UNBC president Daniel Weeks gave a passionate speech Saturday afternoon at UNBC's 25th anniversary community celebration.
His 25-minute talk respectfully paid tribute to the creators and builders of UNBC but the heart of it was looking forward and the important role the entire region must play for UNBC to continue to not only survive but thrive in challenging times.
It took vision to see how an interior university based in Prince George could transform the city. That vision was first articulated by Tom Steadman, Charles McCaffrey and former Citizen publisher Bryson Stone in 1987. Three years and an incredible amount of local and regional support later, the provincial government approved the university and, four years after that, the Queen came to Prince George to open the new campus.
In 2000, Prince George residents filled CN Centre (known as the Multiplex at the time) to demand better health care and more doctors. The rally led to the Northern Medical Program, the Charles Jago Northern Sport Centre and even the award-winning bioenergy plant.
UNBC's history speaks volumes about residents banding together to demand political action. "Where else has a university been born as the result of a social movement, a cry from the people of a diverse region that demanded more?" Weeks asked.
The outcome of that activism is a highly-decorated university, top-drawer faculty, young people staying in the city and region for their education and then staying here after graduation to start businesses and take leadership roles across the region.

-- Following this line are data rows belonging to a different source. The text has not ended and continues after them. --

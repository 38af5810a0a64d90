use std::path::{Path, PathBuf};

use super::AssetError;

/// One of the four built-in diffuse maps shipped under `maps/`.
#[derive(Debug, Clone, Copy, PartialEq, Eq, Default)]
pub struct TextureVariant(u8);

impl TextureVariant {
    pub const COUNT: u8 = 4;

    /// Cycles 0 -> 1 -> 2 -> 3 -> 0.
    pub fn next(self) -> Self {
        TextureVariant((self.0 + 1) % Self::COUNT)
    }

    pub fn index(self) -> u8 {
        self.0
    }

    /// Path relative to the assets directory, e.g. `maps/1.jpg`.
    pub fn relative_path(self) -> PathBuf {
        Path::new("maps").join(format!("{}.jpg", self.0 + 1))
    }
}

/// Decoded RGBA8 pixels ready for upload.
#[derive(Debug, Clone)]
pub struct TextureImage {
    pub width: u32,
    pub height: u32,
    pub rgba: Vec<u8>,
}

impl TextureImage {
    pub fn load(path: &Path) -> Result<Self, AssetError> {
        let image = image::open(path).map_err(|source| match source {
            image::ImageError::IoError(io) => AssetError::io(path, io),
            source => AssetError::Image { path: path.to_path_buf(), source },
        })?;
        let rgba = image.to_rgba8();
        let (width, height) = rgba.dimensions();
        tracing::debug!("Decoded texture {} ({}x{})", path.display(), width, height);
        Ok(Self { width, height, rgba: rgba.into_raw() })
    }
}

#[cfg(test)]
mod tests {
    use super::*;

    #[test]
    fn test_variant_cycle_has_length_four() {
        let start = TextureVariant::default();
        let mut variant = start;
        let mut seen = Vec::new();
        for _ in 0..4 {
            seen.push(variant.index());
            variant = variant.next();
        }
        assert_eq!(seen, vec![0, 1, 2, 3]);
        assert_eq!(variant, start);
    }

    #[test]
    fn test_load_png_texture() {
        let dir = tempfile::tempdir().unwrap();
        let path = dir.path().join("checker.png");
        let mut img = image::RgbaImage::new(2, 3);
        img.put_pixel(1, 2, image::Rgba([255, 0, 0, 255]));
        img.save(&path).unwrap();

        let texture = TextureImage::load(&path).unwrap();
        assert_eq!((texture.width, texture.height), (2, 3));
        assert_eq!(texture.rgba.len(), 2 * 3 * 4);
        assert_eq!(&texture.rgba[(2 * 2 + 1) * 4..][..4], &[255, 0, 0, 255]);
    }

    #[test]
    fn test_missing_texture_is_io_error() {
        let dir = tempfile::tempdir().unwrap();
        let err = TextureImage::load(&dir.path().join("nope.jpg")).unwrap_err();
        assert!(matches!(err, AssetError::Io { .. }));
    }
}
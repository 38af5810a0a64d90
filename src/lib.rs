// Re-export all public modules so they can be used from main.rs
pub mod config;
pub mod logging;
pub mod utils;
pub mod ui;

// MVC Architecture
pub mod model;
pub mod view;
pub mod controller;
use std::path::PathBuf;

use egui::{Context, Vec2};
use glam::Vec4;

use super::file_browser::FileBrowser;
use crate::config::ViewerConfig;
use crate::controller::{Projection, ViewerState};
use crate::model::{MappingMode, Material, ModelInfo};

pub const CONTROL_WINDOW_SIZE: Vec2 = Vec2::new(222.0, 50.0);
/// Room for the "no texture coordinates" note.
pub const NO_UV_EXTRA_HEIGHT: f32 = 26.0;
pub const LIGHT_WINDOW_SIZE: Vec2 = Vec2::new(222.0, 244.0);
const MARGIN: f32 = 5.0;

/// Requests the GUI hands back to the shell; applied after the frame is declared.
#[derive(Debug, Clone, PartialEq)]
pub enum UiAction {
    CycleTexture,
    SelectProgram(usize),
    LoadModel(PathBuf),
    LoadTexture(PathBuf),
}

pub struct UiState {
    pub model_browser: FileBrowser,
    pub texture_browser: FileBrowser,
    /// Last load error, shown under the controls until the next success.
    pub status: Option<String>,
}

impl UiState {
    pub fn new(config: &ViewerConfig) -> Self {
        Self {
            model_browser: FileBrowser::new("Acho que eu vi um gatinho")
                .with_type_filters(&[".obj"])
                .with_pwd(config.assets_dir()),
            texture_browser: FileBrowser::new("Load Texture")
                .with_type_filters(&[".jpg", ".png"])
                .with_pwd(config.maps_dir()),
            status: None,
        }
    }
}

pub fn control_window_size(has_uv: bool) -> Vec2 {
    if has_uv {
        CONTROL_WINDOW_SIZE
    } else {
        CONTROL_WINDOW_SIZE + Vec2::new(0.0, NO_UV_EXTRA_HEIGHT)
    }
}

/// Declare the whole GUI for this frame and collect what the user asked for.
pub fn draw_viewer_ui(
    ctx: &Context,
    ui_state: &mut UiState,
    state: &mut ViewerState,
    model: Option<&ModelInfo>,
    program_names: &[String],
) -> Vec<UiAction> {
    let mut actions = Vec::new();
    let viewport = ctx.available_rect();
    let has_uv = model.is_some_and(|m| m.has_uv);

    let browser_size = viewport.size() * 0.8;
    ui_state.model_browser.set_window_size(browser_size);
    ui_state.texture_browser.set_window_size(browser_size);

    draw_control_window(ctx, viewport, ui_state, state, model, has_uv, program_names, &mut actions);

    if state.shows_lighting_panel() {
        draw_light_window(ctx, viewport, state);
    }

    ui_state.model_browser.display(ctx);
    if let Some(path) = ui_state.model_browser.selected() {
        actions.push(UiAction::LoadModel(path.to_path_buf()));
        ui_state.model_browser.clear_selected();
    }

    ui_state.texture_browser.display(ctx);
    if let Some(path) = ui_state.texture_browser.selected() {
        actions.push(UiAction::LoadTexture(path.to_path_buf()));
        ui_state.texture_browser.clear_selected();
    }

    actions
}

#[allow(clippy::too_many_arguments)]
fn draw_control_window(
    ctx: &Context,
    viewport: egui::Rect,
    ui_state: &mut UiState,
    state: &mut ViewerState,
    model: Option<&ModelInfo>,
    has_uv: bool,
    program_names: &[String],
    actions: &mut Vec<UiAction>,
) {
    let size = control_window_size(has_uv);

    egui::Window::new("Widget window")
        .title_bar(false)
        .resizable(false)
        .default_size(size)
        .min_width(size.x)
        .fixed_pos([viewport.max.x - size.x - MARGIN, viewport.min.y + MARGIN])
        .show(ctx, |ui| {
            ui.horizontal(|ui| {
                ui.menu_button("File", |ui| {
                    if ui.button("Open model...").clicked() {
                        ui_state.model_browser.open();
                    }
                    if ui.button("Open texture...").clicked() {
                        ui_state.texture_browser.open();
                    }
                });
            });
            ui.separator();

            if ui.add_sized([100.0, 50.0], egui::Button::new("Trocar a cor")).clicked() {
                actions.push(UiAction::CycleTexture);
            }

            let current = state.current_program();
            let mut selected = current;
            let current_name = program_names.get(current).map(String::as_str).unwrap_or("-");
            egui::ComboBox::from_label("Shader")
                .selected_text(current_name)
                .width(120.0)
                .show_ui(ui, |ui| {
                    for (index, name) in program_names.iter().enumerate() {
                        ui.selectable_value(&mut selected, index, name.as_str());
                    }
                });
            if selected != current {
                actions.push(UiAction::SelectProgram(selected));
            }

            egui::ComboBox::from_label("UV mapping")
                .selected_text(state.mapping_mode.label())
                .width(120.0)
                .show_ui(ui, |ui| {
                    for mode in MappingMode::available(has_uv) {
                        ui.selectable_value(&mut state.mapping_mode, *mode, mode.label());
                    }
                });

            egui::ComboBox::from_label("Projection")
                .selected_text(state.projection.label())
                .width(120.0)
                .show_ui(ui, |ui| {
                    for projection in Projection::ALL {
                        ui.selectable_value(&mut state.projection, projection, projection.label());
                    }
                });

            if !has_uv {
                ui.label(egui::RichText::new("Mesh has no texture coordinates").small());
            }
            if let Some(info) = model {
                ui.label(egui::RichText::new(format!("Triangles: {}", info.triangles)).small());
            }
            if let Some(status) = &ui_state.status {
                ui.colored_label(egui::Color32::LIGHT_RED, status);
            }
        });
}

fn color_edit(ui: &mut egui::Ui, label: &str, color: &mut Vec4) {
    ui.horizontal(|ui| {
        let mut rgb = [color.x, color.y, color.z];
        if ui.color_edit_button_rgb(&mut rgb).changed() {
            *color = Vec4::new(rgb[0], rgb[1], rgb[2], color.w);
        }
        ui.label(label);
    });
}

fn draw_light_window(ctx: &Context, viewport: egui::Rect, state: &mut ViewerState) {
    let size = LIGHT_WINDOW_SIZE;
    egui::Window::new("Light properties")
        .title_bar(false)
        .resizable(false)
        .fixed_size(size)
        .fixed_pos([viewport.max.x - size.x - MARGIN, viewport.max.y - size.y - MARGIN])
        .show(ctx, |ui| {
            ui.label("Light properties");
            color_edit(ui, "Ia", &mut state.lighting.ia);
            color_edit(ui, "Id", &mut state.lighting.id);
            color_edit(ui, "Is", &mut state.lighting.is);

            ui.add_space(4.0);
            ui.label("Material properties");
            color_edit(ui, "Ka", &mut state.material.ka);
            color_edit(ui, "Kd", &mut state.material.kd);
            color_edit(ui, "Ks", &mut state.material.ks);

            ui.add(
                egui::Slider::new(&mut state.material.shininess, 0.0..=Material::MAX_SHININESS)
                    .text("shininess"),
            );
        });
}

#[cfg(test)]
mod tests {
    use super::*;

    fn run_frame(
        ctx: &Context,
        ui_state: &mut UiState,
        state: &mut ViewerState,
        info: &ModelInfo,
    ) -> Vec<UiAction> {
        let names: Vec<String> = crate::config::SHADER_NAMES.iter().map(|s| s.to_string()).collect();
        let mut actions = Vec::new();
        let mut input = egui::RawInput::default();
        input.screen_rect = Some(egui::Rect::from_min_size(egui::Pos2::ZERO, egui::vec2(800.0, 600.0)));
        let _ = ctx.run(input, |ctx| {
            actions = draw_viewer_ui(ctx, ui_state, state, Some(info), &names);
        });
        actions
    }

    fn info(has_uv: bool) -> ModelInfo {
        ModelInfo {
            path: PathBuf::from("cat.obj"),
            triangles: 2,
            has_uv,
            material: Material::default(),
        }
    }

    #[test]
    fn test_idle_frame_emits_nothing() {
        let ctx = Context::default();
        let mut ui_state = UiState::new(&ViewerConfig::default());
        let mut state = ViewerState::new(6, 800, 600);
        assert!(run_frame(&ctx, &mut ui_state, &mut state, &info(true)).is_empty());
    }

    #[test]
    fn test_browser_selection_is_reported_once() {
        let dir = tempfile::tempdir().unwrap();
        let mesh = dir.path().join("other.OBJ");
        std::fs::write(&mesh, "v 0 0 0\n").unwrap();

        let ctx = Context::default();
        let mut ui_state = UiState::new(&ViewerConfig::default());
        let mut state = ViewerState::new(6, 800, 600);

        ui_state.model_browser.set_pwd(dir.path());
        ui_state.model_browser.open();
        ui_state.model_browser.choose(&mesh);

        let actions = run_frame(&ctx, &mut ui_state, &mut state, &info(true));
        assert_eq!(actions, vec![UiAction::LoadModel(mesh)]);
        assert!(!ui_state.model_browser.has_selected());
        assert!(run_frame(&ctx, &mut ui_state, &mut state, &info(true)).is_empty());
    }

    #[test]
    fn test_browsers_use_expected_titles_and_filters() {
        let ui_state = UiState::new(&ViewerConfig::default());
        assert_eq!(ui_state.model_browser.title(), "Acho que eu vi um gatinho");
        assert_eq!(ui_state.model_browser.type_filters(), ["obj"]);
        assert_eq!(ui_state.texture_browser.title(), "Load Texture");
        assert_eq!(ui_state.texture_browser.type_filters(), ["jpg", "png"]);
    }

    #[test]
    fn test_control_window_grows_without_uv() {
        assert_eq!(control_window_size(true), Vec2::new(222.0, 50.0));
        assert_eq!(control_window_size(false), Vec2::new(222.0, 76.0));
    }
}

There are challenges on the horizon, however, that Weeks bluntly identified - a dwindling K-12 student base across central and northern B.C. and far more degree-granting schools in B.C. than there were 20 years ago.
These challenges are opportunities for UNBC to write its next 25-year chapter. Weeks stressed how UNBC needs to be not just a university for the north but a university for the province, the country and the world for it to prosper. In the wake of this spring's acrimonious faculty strike, he offered an olive branch to faculty and staff Saturday, acknowledging their work as builders of the university and stressing their essential participation in UNBC's future. He also praised the 16,000 people who paid $5 to sign the 1988 petition that led to the creation of UNBC and invited the broader community to continue to support its university.
As a newcomer to Prince George, however, Weeks was polite to a fault. Prince George and area residents, including faculty and staff, need not just prodding but a firm kick in the pants to do more for UNBC specifically and for regional development in general. That 2000 health care rally was the last time a large, community-driven rally for change was held in Prince George. Sure, there have been significant donations made towards UNBC enhancement and the Kordyban Cancer Lodge, along with small outpourings of grief for victims of Cody Legebokoff and demands for a national inquiry into missing and murdered aboriginal women, but nothing that has engaged the entire population - rich and poor, businesses and unions, aboriginal and non-aboriginal, Prince George and the surrounding rural communities.
Every time this area has seen a broad uprising of support for change, demanding action from government in Victoria and Ottawa, along with a pledges of financial support from local government and the wallets of residents, hospitals were built or renovated, airports and runways were improved, highways were updated and enhanced, and construction was approved for new schools, libraries, arenas, care facilities and community centres.
Sadly, too much complaining for more starts and ends at the kitchen table, the staff lunchroom table and the coffee shop table, rather than generating action, investment, planning and protest.
"I don't get paid enough by my employer," "I pay too much taxes," "I already donate enough" and "the powers that be don't care" are all excuses that get in the way of progress.
History shows when area residents have put those excuses aside and come together, change happens and happens fast.
Specific to UNBC, it's time a new group of 16,000 (or more!) mobilize to fight for the university and for education as a whole, pledging both their dollars and their political support. More broadly speaking, it's time for a new generation of community builders and organizers to step up and it's time for those past leaders to step forward once more, this time for their grandchildren.
If that doesn't happen, UNBC, Prince George and the entire region will not live up to their promise or their potential.